Simple intervention improves sleep of menopausal women

Woman in bed

The goal of the therapy was to get women to the point where they consistently estimated that they were asleep at least 85 percent of the time they were in bed.ThinkStock

Telephone-based cognitive behavioral therapy significantly reduces insomnia and the effects of hot flashes; study led by UW School of Nursing

Editor’s note: This story was originally published on UW Health Sciences NewsBeat.

Chatting on the phone with a sleep coach and keeping a nightly sleep diary can significantly improve sleep quality and reduce insomnia in women through menopause, according to a study published in JAMA Internal Medicine.

The University of Washington-led study also found that such phone-based cognitive behavioral therapy for insomnia significantly reduced the degree to which hot flashes, or vasomotor symptoms, interfered with daily functioning.

This is good news for women who do not want to use sleeping pills or hormonal therapies to treat menopause-related insomnia and hot flashes, according to Katherine Guthrie, a biostatistician at Fred Hutchinson Cancer Research Center and a co-author of the paper.

“Most women experience nighttime hot flashes and problems sleeping at some point during the menopause transition. Poor sleep leads to daytime fatigue, negative mood and reduced daytime productivity. When sleep problems become chronic, there are also a host of negative physical consequences, including increased risk for weight gain, diabetes and cardiovascular disease,” Guthrie said.

The clinical trial involved more than 100 Seattle-area women (40 to 65 years old) with moderate insomnia who experienced at least two hot flashes a day. All of the women were asked to keep diaries to document their sleep patterns throughout the study, and rated the quantity, frequency and severity of hot flashes at each assessment point.

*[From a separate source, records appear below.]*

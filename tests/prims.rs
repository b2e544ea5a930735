use softraster::{Bitmap,BlendMode,BufferFlags,IndexBuffer,PrimType,RenderState,Renderer,Rgba32};
use softraster::{Transform,Vertex,VertexBuffer,draw_prim,get_pixel};

fn red() -> Rgba32 {
    Rgba32::new(1.0, 0.0, 0.0, 1.0)
}
fn copy() -> RenderState {
    RenderState::with_blend(BlendMode::copy())
}
fn square(n: f32) -> Vec<Vertex> {
    vec![Vertex::new(0.0, 0.0, red()), Vertex::new(n, 0.0, red()),
         Vertex::new(0.0, n, red()), Vertex::new(n, n, red())]
}

#[test_log::test]
fn strip_and_list_agree() {
    let v = square(10.0);
    let mut strip = Bitmap::new(12, 12);
    assert_eq!(draw_prim(&mut strip, &copy(), &v[..], None::<&Bitmap>, 0, 4, PrimType::TriangleStrip), 2);

    let list = [v[0], v[1], v[2], v[1], v[2], v[3]];
    let mut tris = Bitmap::new(12, 12);
    assert_eq!(draw_prim(&mut tris, &copy(), &list[..], None::<&Bitmap>, 0, 6, PrimType::TriangleList), 2);

    assert_eq!(strip.buffer().data, tris.buffer().data);
    assert_eq!(get_pixel(&strip, 9, 9), red());
    assert_eq!(get_pixel(&strip, 10, 10), Rgba32::transparent());
}

#[test]
fn sub_range_is_drawn() {
    let v = square(10.0);
    let mut bmp = Bitmap::new(12, 12);
    assert_eq!(draw_prim(&mut bmp, &copy(), &v[..], None::<&Bitmap>, 1, 4, PrimType::TriangleList), 1);
    assert_eq!(get_pixel(&bmp, 9, 9), red());
    assert_eq!(get_pixel(&bmp, 1, 1), Rgba32::transparent());
}

#[test]
fn line_loop_closes() {
    let v = [Vertex::new(1.5, 1.5, red()), Vertex::new(8.5, 1.5, red()), Vertex::new(8.5, 8.5, red()),
             Vertex::new(1.5, 8.5, red())];
    let mut bmp = Bitmap::new(10, 10);
    assert_eq!(draw_prim(&mut bmp, &copy(), &v[..], None::<&Bitmap>, 0, 4, PrimType::LineStrip), 3);
    assert_eq!(get_pixel(&bmp, 1, 4), Rgba32::transparent());
    assert_eq!(draw_prim(&mut bmp, &copy(), &v[..], None::<&Bitmap>, 0, 4, PrimType::LineLoop), 4);
    assert_eq!(get_pixel(&bmp, 1, 4), red());
    assert_eq!(get_pixel(&bmp, 4, 4), Rgba32::transparent());
}

#[test]
fn renderer_applies_transform_to_buffers() {
    let v = square(4.0);
    let vb = VertexBuffer::from_vertices(&v, BufferFlags::STATIC | BufferFlags::READWRITE);
    let ib = IndexBuffer::from_indices(&[0, 1, 2, 1, 2, 3], BufferFlags::READWRITE);
    let mut bmp = Bitmap::new(16, 16);
    {
        let mut ren = Renderer::with_state(&mut bmp, copy());
        let mut t = Transform::new_scale(2.0, 2.0);
        t.translate(4.0, 4.0);
        ren.set_transform(t);
        assert_eq!(ren.draw_indexed_buffer(&vb, None::<&Bitmap>, &ib, 0, 6, PrimType::TriangleList), 2);
    }
    for y in 0..16 {
        for x in 0..16 {
            let inside = x >= 4 && x < 12 && y >= 4 && y < 12;
            let want = if inside { red() } else { Rgba32::transparent() };
            assert_eq!(get_pixel(&bmp, x, y), want, "({},{})", x, y);
        }
    }
}

#[test]
fn point_list() {
    let v = [Vertex::new(0.5, 0.5, red()), Vertex::new(3.9, 2.1, red()), Vertex::new(-1.0, 2.0, red())];
    let mut bmp = Bitmap::new(4, 4);
    assert_eq!(draw_prim(&mut bmp, &copy(), &v[..], None::<&Bitmap>, 0, 3, PrimType::PointList), 3);
    assert_eq!(get_pixel(&bmp, 0, 0), red());
    assert_eq!(get_pixel(&bmp, 3, 2), red());
    let drawn = (0..16).filter(|i| get_pixel(&bmp, i % 4, i / 4) == red()).count();
    assert_eq!(drawn, 2);
}
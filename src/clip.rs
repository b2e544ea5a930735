//! Clipping Region

/// Rectangle
///
/// Used for clip and lock regions.  `x1`,`y1` are inclusive and `x2`,`y2`
/// exclusive, so a rectangle with `x1 == x2` is empty.
#[derive(Debug,Default,Copy,Clone,PartialEq,Eq)]
pub struct Rectangle<T: std::cmp::PartialOrd + Copy> {
    /// Minimum x value
    pub x1: T,
    /// Minimum y value
    pub y1: T,
    /// Maximum x value, exclusive
    pub x2: T,
    /// Maximum y value, exclusive
    pub y2: T,
}

fn min<T: PartialOrd>(a: T, b: T) -> T { if a < b { a } else { b } }
fn max<T: PartialOrd>(a: T, b: T) -> T { if a > b { a } else { b } }

impl<T> Rectangle<T> where T: std::cmp::PartialOrd + Copy {
    /// Create a new Rectangle
    ///
    /// Values are sorted before storing
    pub fn new(x1: T, y1: T, x2: T, y2: T) -> Self {
        let (x1, x2) = if x1 > x2 { (x2,x1) } else { (x1,x2) };
        let (y1, y2) = if y1 > y2 { (y2,y1) } else { (y1,y2) };
        Self { x1,y1,x2,y2 }
    }
    /// Return if the rectangle contains no points
    pub fn is_empty(&self) -> bool {
        self.x1 >= self.x2 || self.y1 >= self.y2
    }
    /// Return if the point (x,y) lies inside
    pub fn contains(&self, x: T, y: T) -> bool {
        x >= self.x1 && x < self.x2 && y >= self.y1 && y < self.y2
    }
    /// Return if the two rectangles share any point
    pub fn overlaps(&self, r: &Rectangle<T>) -> bool {
        !self.intersect(r).is_empty()
    }
    /// Return if `r` lies completely inside
    pub fn covers(&self, r: &Rectangle<T>) -> bool {
        r.x1 >= self.x1 && r.y1 >= self.y1 && r.x2 <= self.x2 && r.y2 <= self.y2
    }
    /// Common region of two rectangles
    ///
    /// The result may be empty, in which case it is not sorted
    pub fn intersect(&self, r: &Rectangle<T>) -> Rectangle<T> {
        Rectangle {
            x1: max(self.x1, r.x1),
            y1: max(self.y1, r.y1),
            x2: min(self.x2, r.x2),
            y2: min(self.y2, r.y2),
        }
    }
}

impl Rectangle<i32> {
    /// Rectangle from a position and size
    pub fn with_size(x: i32, y: i32, w: i32, h: i32) -> Self {
        Self { x1: x, y1: y, x2: x + w, y2: y + h }
    }
    /// Width, zero if empty
    pub fn width(&self) -> i32 {
        (self.x2 - self.x1).max(0)
    }
    /// Height, zero if empty
    pub fn height(&self) -> i32 {
        (self.y2 - self.y1).max(0)
    }
    /// Move by (dx,dy)
    pub fn translate(&self, dx: i32, dy: i32) -> Self {
        Self { x1: self.x1 + dx, y1: self.y1 + dy, x2: self.x2 + dx, y2: self.y2 + dy }
    }
}

#[cfg(test)]
mod tests {
    use super::*;
    #[test]
    fn new_sorts() {
        let r = Rectangle::new(5, 9, 1, 2);
        assert_eq!(r, Rectangle { x1: 1, y1: 2, x2: 5, y2: 9 });
    }
    #[test]
    fn half_open() {
        let r = Rectangle::with_size(0, 0, 4, 3);
        assert!(r.contains(0, 0));
        assert!(r.contains(3, 2));
        assert!(!r.contains(4, 2));
        assert!(!r.contains(3, 3));
        assert_eq!(r.width(), 4);
        assert_eq!(r.height(), 3);
    }
    #[test]
    fn intersection() {
        let a = Rectangle::with_size(0, 0, 10, 10);
        let b = Rectangle::with_size(5, 8, 10, 10);
        assert_eq!(a.intersect(&b), Rectangle { x1: 5, y1: 8, x2: 10, y2: 10 });
        assert!(a.overlaps(&b));
        let c = Rectangle::with_size(10, 0, 3, 3);
        assert!(!a.overlaps(&c));
        assert!(a.intersect(&c).is_empty());
        assert!(a.covers(&Rectangle::with_size(2, 2, 8, 8)));
        assert!(!a.covers(&b));
    }
}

Half of the group was randomized to receive cognitive behavioral therapy that involved six phone conversations of 30 minutes or less over a span of eight weeks. Importantly, the phone calls were conducted by non-sleep specialists — a social worker and a psychologist; they had previously undergone a day of training in cognitive behavioral therapy techniques.

“Since the intervention was delivered by non-sleep specialists over the phone, it potentially could be widely disseminated through primary and women’s health centers to women who do not have good access to behavioral sleep-medicine specialists or clinics,” said Susan McCurry, the study’s principal investigator. She is a clinical psychologist and research professor in the UW School of Nursing.

“Such an intervention would be much less expensive to deliver than traditional, in-person cognitive behavioral therapy protocols,” she said.

The goal of the therapy was to get women to the point where they consistently estimated that they were asleep at least 85 percent of the time they were in bed. To this end, they received specific sleep/wake schedules and were given guidelines designed to strengthen the association between bed and sleep.

“The women were asked to not do anything in bed except sleep and have sex,” McCurry said. “No reading, watching television, checking email or paying bills in bed.”

The women received information about menopause and normal sleep changes that come with age. They were instructed to create bedtime routines and an environment conducive to sleep, such as turning off electronics at least 30 minutes prior to bed, not drinking caffeine or alcohol after dinner, and keeping their bedroom a slightly lower temperature. Coaches also taught this group about “constructive worry,” a technique to practice when ruminating thoughts kept them awake at night.

The other half of the women also talked to a sleep coach with the same frequency and duration, and received information about women’s health, including diet and exercise, and how they related to hot flashes and sleep quality.

However, they received no instruction about cognitive strategies such as constructive worry, and coaches made no recommendations regarding sleep/wake schedules or restricting time in bed.

“This intervention was supportive but very nondirective,” McCurry said.

Women who received cognitive behavioral therapy experienced statistically significant, clinically meaningful, and long-term sustained improvements in sleep, compared with the other group. The women who received cognitive behavioral therapy reported that hot flashes interfered less with their daily functioning than prior to receiving such therapy, despite experiencing no change in the flashes’ frequency and severity.

The researchers said that delivering this therapy by phone — a dissemination model similar to phone-based smoking-cessation programs that have proven to be effective — potentially allows it to be an efficient, cost-effective way to reach large populations of women seeking treatment for midlife sleep problems.